The U.S. Fish and Wildlife Service is working with communities across Northern California and Oregon to explore the concept of reintroducing sea otters to portions of the coast. Under a directive from Congress, the service examined the feasibility of reintroducing sea otters to Northern California and Oregon, resulting in the report, “Feasibility Assessment: Sea Otter Reintroduction to the Pacific Coast” last year. The assessment concluded reintroduction would have significant benefits to a variety of species in the marine ecosystem and expedite the recovery of the threatened southern sea otter. 

“As a keystone species, sea otters play a fundamental role in the natural food web, keeping important elements of coastal ecosystems--like kelp forests and seagrass beds – in balance,” said Lilian Carswell, southern sea otter recovery and marine conservation coordinator for the U.S. Fish and Wildlife Service. “Exploring sea otter reintroduction to portions of their historical range in Northern California and Oregon will require thoughtful input from Tribes and a broad range of stakeholders, and we look forward to hearing from local communities as we explore the concept further.”

Sea otters are considered ecosystem engineers that help restore degraded coastal ecosystems. A healthy sea otter presence can improve habitat health, enhance biodiversity, and make coastal habitats more resilient to the effects of climate change. Additional benefits include:

  • Positive impacts on businesses and local communities that benefit from ecotourism.
  • Carbon sequestration by maintaining healthy kelp forests and eelgrass beds, which protect coastal communities from climate change's impacts by mitigating sea level rise and extreme weather events.
  • Increasing the population and geographical range of southern sea otters, which are listed as threatened under the Endangered Species Act.

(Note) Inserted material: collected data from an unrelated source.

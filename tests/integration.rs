use std::collections::BTreeMap;
use std::fs;
use std::path::{Path, PathBuf};
use std::time::{SystemTime, UNIX_EPOCH};

use anyhow::Result;
use pretty_assertions::assert_eq;

use fichascan::export::{CsvExporter, Exporter, JsonExporter};
use fichascan::extract::{social, FieldRule};
use fichascan::pipeline::{acquire_plain_text, run_batch};
use fichascan::provider::{PageText, ProviderError, TesseractEngine, TextOrigin, LAST_PAGE_MARKER};
use fichascan::{DocumentTemplate, ResolutionTemplate, Session, SocialFields, SocialTemplate};

fn temp_output_dir(prefix: &str) -> PathBuf {
    let mut out = std::env::temp_dir();
    let now = SystemTime::now()
        .duration_since(UNIX_EPOCH)
        .unwrap()
        .as_millis();
    let pid = std::process::id();
    out.push(format!("{prefix}-{pid}-{now}"));
    out
}

/// Canned-text template so the whole batch-and-export path runs without
/// real PDFs. The extractor is the production one.
struct CannedTemplate {
    texts: BTreeMap<String, String>,
}

impl CannedTemplate {
    fn new(entries: &[(&str, &str)]) -> Self {
        let texts = entries
            .iter()
            .map(|(k, v)| (k.to_string(), v.to_string()))
            .collect();
        Self { texts }
    }
}

impl DocumentTemplate for CannedTemplate {
    type Fields = SocialFields;

    fn name(&self) -> &'static str {
        "canned"
    }

    fn acquire_text(&self, path: &Path) -> Result<PageText, ProviderError> {
        let name = path
            .file_name()
            .map(|n| n.to_string_lossy().into_owned())
            .unwrap_or_default();
        let body = self.texts.get(&name).ok_or_else(|| ProviderError::Open {
            file: name.clone(),
            reason: "cannot be opened".to_string(),
        })?;

        let mut text = PageText::new();
        text.push_leading(0, TextOrigin::Embedded, body.clone());
        text.push_last(1, TextOrigin::Embedded, "Nivel de Riesgo Social\nBajo\nX".to_string());
        Ok(text)
    }

    fn extract_fields(&self, text: &str) -> SocialFields {
        social::extract(text)
    }

    fn rules(&self) -> &'static [FieldRule] {
        social::RULES
    }
}

#[test]
fn batch_isolates_failures_and_exports_one_row_per_document() -> Result<()> {
    let mut session = Session::new(CannedTemplate::new(&[
        ("ana.pdf", "Nombres y apellidos: ANA SOTO RIOS\nDNI: 11223344"),
        ("luz.pdf", "Nombres y apellidos: LUZ PAUCAR\nDNI: 55667788"),
    ]));
    session.add_files([
        PathBuf::from("ana.pdf"),
        PathBuf::from("rota.pdf"),
        PathBuf::from("luz.pdf"),
    ]);

    let records = run_batch(&mut session).to_vec();
    assert_eq!(records.len(), session.files().len());
    assert!(!records[0].is_failed());
    assert!(records[1].is_failed());
    assert!(!records[2].is_failed());
    assert_eq!(records[2].fields().unwrap().risk_level, "Bajo");

    let out = temp_output_dir("fichascan-integration");
    let csv_path = out.join("report.csv");
    CsvExporter::new(csv_path.clone()).export(session.records())?;
    let json_path = out.join("report.json");
    JsonExporter::new(json_path.clone()).export(session.records())?;

    let csv = fs::read_to_string(&csv_path)?;
    let lines: Vec<&str> = csv.lines().collect();
    assert_eq!(lines.len(), 4);
    assert!(lines[1].starts_with("1,ANA SOTO RIOS,11223344,Bajo"));
    assert!(lines[2].starts_with("2,ERROR: rota.pdf"));
    assert!(lines[3].starts_with("3,LUZ PAUCAR,55667788,Bajo"));

    let json = fs::read_to_string(&json_path)?;
    assert!(json.contains("\"status\": \"failed\""));
    assert!(json.contains("ana.pdf"));

    let _ = fs::remove_dir_all(&out);
    Ok(())
}

#[test]
fn rerun_without_changes_yields_identical_fields() -> Result<()> {
    let mut session = Session::new(CannedTemplate::new(&[(
        "ana.pdf",
        "Nombres y apellidos: ANA SOTO RIOS\nDNI: 11223344",
    )]));
    session.add_files([PathBuf::from("ana.pdf")]);

    let first = run_batch(&mut session).to_vec();
    let second = run_batch(&mut session).to_vec();
    assert_eq!(first, second);
    Ok(())
}

#[test]
fn debug_text_carries_the_last_page_marker() -> Result<()> {
    let template = CannedTemplate::new(&[("ana.pdf", "portada")]);
    let text = acquire_plain_text(&template, Path::new("ana.pdf"))?;

    assert!(text.contains(LAST_PAGE_MARKER));
    assert_eq!(
        text,
        format!("portada\n\n\n\n{LAST_PAGE_MARKER}\n\nNivel de Riesgo Social\nBajo\nX")
    );

    // The extractor sees exactly this text, so the marked last page drives
    // the risk level.
    assert_eq!(template.extract_fields(&text).risk_level, "Bajo");
    Ok(())
}

/// Real-PDF smoke test for the embedded-text window. Fixture not shipped;
/// drop a two-page-or-longer ficha social at the given path to exercise it.
#[test]
fn social_window_on_real_pdf() -> Result<()> {
    let test_pdf = PathBuf::from("test/ficha_social.pdf");
    if !test_pdf.exists() {
        eprintln!("Skipping test: test/ficha_social.pdf not found");
        return Ok(());
    }

    let template = SocialTemplate::new();
    let text = acquire_plain_text(&template, &test_pdf)?;
    assert!(text.contains(LAST_PAGE_MARKER));
    Ok(())
}

/// Full OCR-track run against a scanned resolution. Requires poppler-utils
/// and tesseract, so it stays ignored by default.
#[test]
#[ignore]
fn resolution_window_on_scanned_pdf() -> Result<()> {
    let test_pdf = PathBuf::from("test/resolucion_transegen.pdf");
    if !test_pdf.exists() {
        eprintln!("Skipping test: test/resolucion_transegen.pdf not found");
        return Ok(());
    }
    if !TesseractEngine::is_available() {
        eprintln!("Skipping test: pdftoppm/tesseract not installed");
        return Ok(());
    }

    let template = ResolutionTemplate::default();
    let mut session = Session::new(template);
    session.add_files([test_pdf]);

    let records = run_batch(&mut session).to_vec();
    assert_eq!(records.len(), 1);
    assert!(!records[0].is_failed());
    Ok(())
}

“It's been centuries since sea otters were virtually wiped out in our region, but studies show we have a chance to successfully reintroduce these beloved and important creatures to the North Coast,” said Rep. Huffman. “Times have changed since the sea otters populated our coast, and so has the environment. We need to consider how to best reintroduce them in the 21st century with the current and future ocean conditions so they – and the ecosystems they benefit – can thrive. This forum is one of the many touch points where we can explore what it will take to make that a reality.”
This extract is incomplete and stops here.